■ Data listing:
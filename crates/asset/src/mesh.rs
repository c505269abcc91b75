//! CPU-side mesh representation and OBJ face assembly.

use std::{fmt, path::Path};

use bytemuck::{Pod, Zeroable};

use crate::{
    error::{AssetError, AssetResult, Attribute},
    obj::{self, FaceCorner, Model},
};

/// Interleaved vertex: position, normal, uv. 8 tightly packed floats.
#[repr(C)]
#[derive(Clone, Copy, Debug, PartialEq, Pod, Zeroable)]
pub struct Vertex {
    pub position: [f32; 3],
    pub normal: [f32; 3],
    pub uv: [f32; 2],
}

impl Vertex {
    pub const DEFAULT_NORMAL: [f32; 3] = [0.0, 0.0, 1.0];
    pub const DEFAULT_UV: [f32; 2] = [0.0, 0.0];

    pub fn new(position: [f32; 3], normal: [f32; 3], uv: [f32; 2]) -> Self {
        Self {
            position,
            normal,
            uv,
        }
    }
}

impl Default for Vertex {
    fn default() -> Self {
        Self::new([0.0; 3], Self::DEFAULT_NORMAL, Self::DEFAULT_UV)
    }
}

/// Non-indexed triangle list, three vertices per triangle.
#[derive(Clone, Debug, Default, PartialEq)]
pub struct MeshData {
    pub vertices: Vec<Vertex>,
}

impl MeshData {
    pub fn new(vertices: Vec<Vertex>) -> Self {
        Self { vertices }
    }

    pub fn vertex_count(&self) -> usize {
        self.vertices.len()
    }

    pub fn triangle_count(&self) -> usize {
        self.vertices.len() / 3
    }

    pub fn is_empty(&self) -> bool {
        self.vertices.is_empty()
    }

    /// Raw bytes for a vertex buffer upload.
    pub fn as_bytes(&self) -> &[u8] {
        bytemuck::cast_slice(&self.vertices)
    }

    /// Flat `x,y,z,nx,ny,nz,u,v` records.
    pub fn as_floats(&self) -> &[f32] {
        bytemuck::cast_slice(&self.vertices)
    }
}

/// UV-space extremal vertices, used to calibrate projector walls by hand.
/// A corner is `None` when no vertex ever improved on its seed.
#[derive(Clone, Copy, Debug, Default, PartialEq)]
pub struct CornerReport {
    pub min_u_min_v: Option<Vertex>,
    pub min_u_max_v: Option<Vertex>,
    pub max_u_min_v: Option<Vertex>,
    pub max_u_max_v: Option<Vertex>,
}

/// Tracks one corner. Coordinates are mirrored so every corner minimizes.
struct CornerTracker {
    sign: [f32; 2],
    best: [f32; 2],
    vertex: Option<Vertex>,
}

impl CornerTracker {
    fn new(sign_u: f32, sign_v: f32) -> Self {
        Self {
            sign: [sign_u, sign_v],
            best: [f32::MAX, f32::MAX],
            vertex: None,
        }
    }

    /// Accepts the vertex only if it is strictly better on both axes, so a
    /// later vertex that ties on either one never displaces an earlier one.
    fn offer(&mut self, vertex: &Vertex) {
        let u = vertex.uv[0] * self.sign[0];
        let v = vertex.uv[1] * self.sign[1];
        let [bu, bv] = self.best;
        if u < bu && v < bv {
            self.best = [u, v];
            self.vertex = Some(*vertex);
        }
    }
}

impl CornerReport {
    pub fn from_vertices(vertices: &[Vertex]) -> Self {
        let mut min_min = CornerTracker::new(1.0, 1.0);
        let mut min_max = CornerTracker::new(1.0, -1.0);
        let mut max_min = CornerTracker::new(-1.0, 1.0);
        let mut max_max = CornerTracker::new(-1.0, -1.0);

        for vertex in vertices {
            min_min.offer(vertex);
            min_max.offer(vertex);
            max_min.offer(vertex);
            max_max.offer(vertex);
        }

        Self {
            min_u_min_v: min_min.vertex,
            min_u_max_v: min_max.vertex,
            max_u_min_v: max_min.vertex,
            max_u_max_v: max_max.vertex,
        }
    }

    /// `true` when all four corners were found.
    pub fn is_complete(&self) -> bool {
        self.corners().iter().all(|(_, v)| v.is_some())
    }

    pub fn corners(&self) -> [(&'static str, Option<Vertex>); 4] {
        [
            ("min U / min V", self.min_u_min_v),
            ("min U / max V", self.min_u_max_v),
            ("max U / min V", self.max_u_min_v),
            ("max U / max V", self.max_u_max_v),
        ]
    }
}

impl fmt::Display for CornerReport {
    fn fmt(&self, f: &mut fmt::Formatter<'_>) -> fmt::Result {
        for (i, (label, vertex)) in self.corners().into_iter().enumerate() {
            if i > 0 {
                writeln!(f)?;
            }
            match vertex {
                Some(v) => write!(
                    f,
                    "{}: position ({}, {}, {}) uv ({}, {})",
                    label, v.position[0], v.position[1], v.position[2], v.uv[0], v.uv[1]
                )?,
                None => write!(f, "{}: not found", label)?,
            }
        }
        Ok(())
    }
}

/// Resolve every face of `model` into a flat triangle list.
///
/// Triangles keep their declared winding. A quad `(i0, i1, i2, i3)` becomes
/// `(i0, i1, i2)` followed by `(i0, i2, i3)`. Any out-of-range attribute
/// index fails the whole assembly.
pub fn assemble(model: &Model, report_corners: bool) -> AssetResult<(MeshData, Option<CornerReport>)> {
    let quads = model.faces.iter().filter(|f| f.is_quad()).count();
    let mut vertices = Vec::with_capacity((model.faces.len() + quads) * 3);

    for (face_no, face) in model.faces.iter().enumerate() {
        let v0 = resolve(model, &face.i0, face_no)?;
        let v1 = resolve(model, &face.i1, face_no)?;
        let v2 = resolve(model, &face.i2, face_no)?;
        vertices.extend_from_slice(&[v0, v1, v2]);

        if let Some(i3) = &face.i3 {
            let v3 = resolve(model, i3, face_no)?;
            vertices.extend_from_slice(&[v0, v2, v3]);
        }
    }

    let report = report_corners.then(|| CornerReport::from_vertices(&vertices));
    Ok((MeshData::new(vertices), report))
}

fn resolve(model: &Model, corner: &FaceCorner, face_no: usize) -> AssetResult<Vertex> {
    let out_of_range = |attribute, index, len| AssetError::Index {
        attribute,
        index,
        len,
        face: face_no,
    };

    let p = model.positions.get(corner.vertex).ok_or_else(|| {
        out_of_range(Attribute::Position, corner.vertex, model.positions.len())
    })?;

    let normal = match corner.normal {
        Some(i) => {
            let n = model
                .normals
                .get(i)
                .ok_or_else(|| out_of_range(Attribute::Normal, i, model.normals.len()))?;
            [n.nx, n.ny, n.nz]
        }
        None => Vertex::DEFAULT_NORMAL,
    };

    let uv = match corner.uv {
        Some(i) => {
            let t = model
                .uvs
                .get(i)
                .ok_or_else(|| out_of_range(Attribute::Uv, i, model.uvs.len()))?;
            [t.u, t.v]
        }
        None => Vertex::DEFAULT_UV,
    };

    Ok(Vertex::new([p.x, p.y, p.z], normal, uv))
}

/// Parse and assemble an OBJ file in one step.
pub fn load_mesh(
    path: impl AsRef<Path>,
    report_corners: bool,
) -> AssetResult<(MeshData, Option<CornerReport>)> {
    let model = obj::load_obj_from_path(path)?;
    assemble(&model, report_corners)
}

■ Try it: Take from the listing above each line that contains the string "impl".

■ Final answer:
impl Vertex {
impl Default for Vertex {
impl MeshData {
impl CornerTracker {
impl CornerReport {
impl fmt::Display for CornerReport {
    path: impl AsRef<Path>,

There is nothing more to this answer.